Festival Music


Usher Hall, Edinburgh

Keith Bruce

four stars

WITH luxury casting of the solo roles at the front of the stage, including Scots mezzo Karen Cargill as Mary Magdalene, conductor Edward Gardner also had an RSNO featuring 60 string players, the Edinburgh Festival Chorus, nine male singers from the Royal Conservatoire of Scotland and, in the Upper Circle, the angelic voices of the NYCoS National Girls Choir to realise Edward Elgar's vast cantata The Apostles. The composer also requires the hall's organ, a stage centre shofar horn, associated with the call to worship, and an early offstage visit by the oboes and cor anglais in a score that incorporates everything from huge brass swells to a plaintive solo viola.
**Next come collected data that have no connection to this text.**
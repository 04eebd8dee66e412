//! # Health Command
//!
//! Reports whether storage answers within the storage timeout and how
//! many migrations are applied.

use serde::Serialize;
use tracing::{debug, warn};

use crate::error::ApiResult;
use crate::state::AppState;

#[derive(Debug, Clone, PartialEq, Eq, Serialize)]
#[serde(rename_all = "camelCase")]
pub struct HealthDto {
    /// `"ok"` or `"degraded"`
    pub status: &'static str,
    pub database: bool,
    pub migrations_total: usize,
    pub migrations_applied: usize,
    pub storage_timeout_ms: u64,
    pub uptime_secs: u64,
    pub version: &'static str,
}

pub async fn health(state: &AppState) -> ApiResult<HealthDto> {
    debug!("health command");

    let database = state.db.health_check().await;
    let (total, applied) = if database {
        match till_db::migrations::migration_status(state.db.pool()).await {
            Ok(status) => status,
            Err(e) => {
                warn!(error = %e, "Could not read migration status");
                (0, 0)
            }
        }
    } else {
        (0, 0)
    };

    let healthy = database && total > 0 && total == applied;

    Ok(HealthDto {
        status: if healthy { "ok" } else { "degraded" },
        database,
        migrations_total: total,
        migrations_applied: applied,
        storage_timeout_ms: state.db.storage_timeout().as_millis() as u64,
        uptime_secs: state.uptime_secs(),
        version: env!("CARGO_PKG_VERSION"),
    })
}

#[cfg(test)]
mod tests {
    use super::*;
    use till_db::{Database, DbConfig};

    #[tokio::test]
    async fn test_healthy_then_degraded_after_close() {
        let state = AppState::new(Database::new(DbConfig::in_memory()).await.unwrap());

        let report = health(&state).await.unwrap();
        assert_eq!(report.status, "ok");
        assert!(report.database);
        assert_eq!(report.migrations_total, report.migrations_applied);

        state.db.close().await;
        let report = health(&state).await.unwrap();
        assert_eq!(report.status, "degraded");
        assert!(!report.database);
    }
}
The cumulative effect of all of this is some of the most moving music the composer wrote. The final (seventh) section, The Ascension, and its depiction of Heaven itself, is truly glorious and unlikely to be heard more beautifully performed than here, in what was a real Festival occasion. But if there could be no complaints about the singing and playing, it was also not difficult to understand why the work is not often done. If Elgar's treatment of the story of the New Testament is not strictly heretical, it is idiosyncratic, and his libretto has none of the skill and scholarship that Charles Jennens brought to Handel's Messiah, for example, as passages of Biblical text, like the Beatitudes, are interwoven with the expanded role for Mary Magdalene and an opportunity for Judas (John Relyea) to repent and return his bribe.

So although this event was musical sumptuous and theatrical in its huge forces, it is as drama that The Apostles fails – and that is no-one's fault by Elgar's.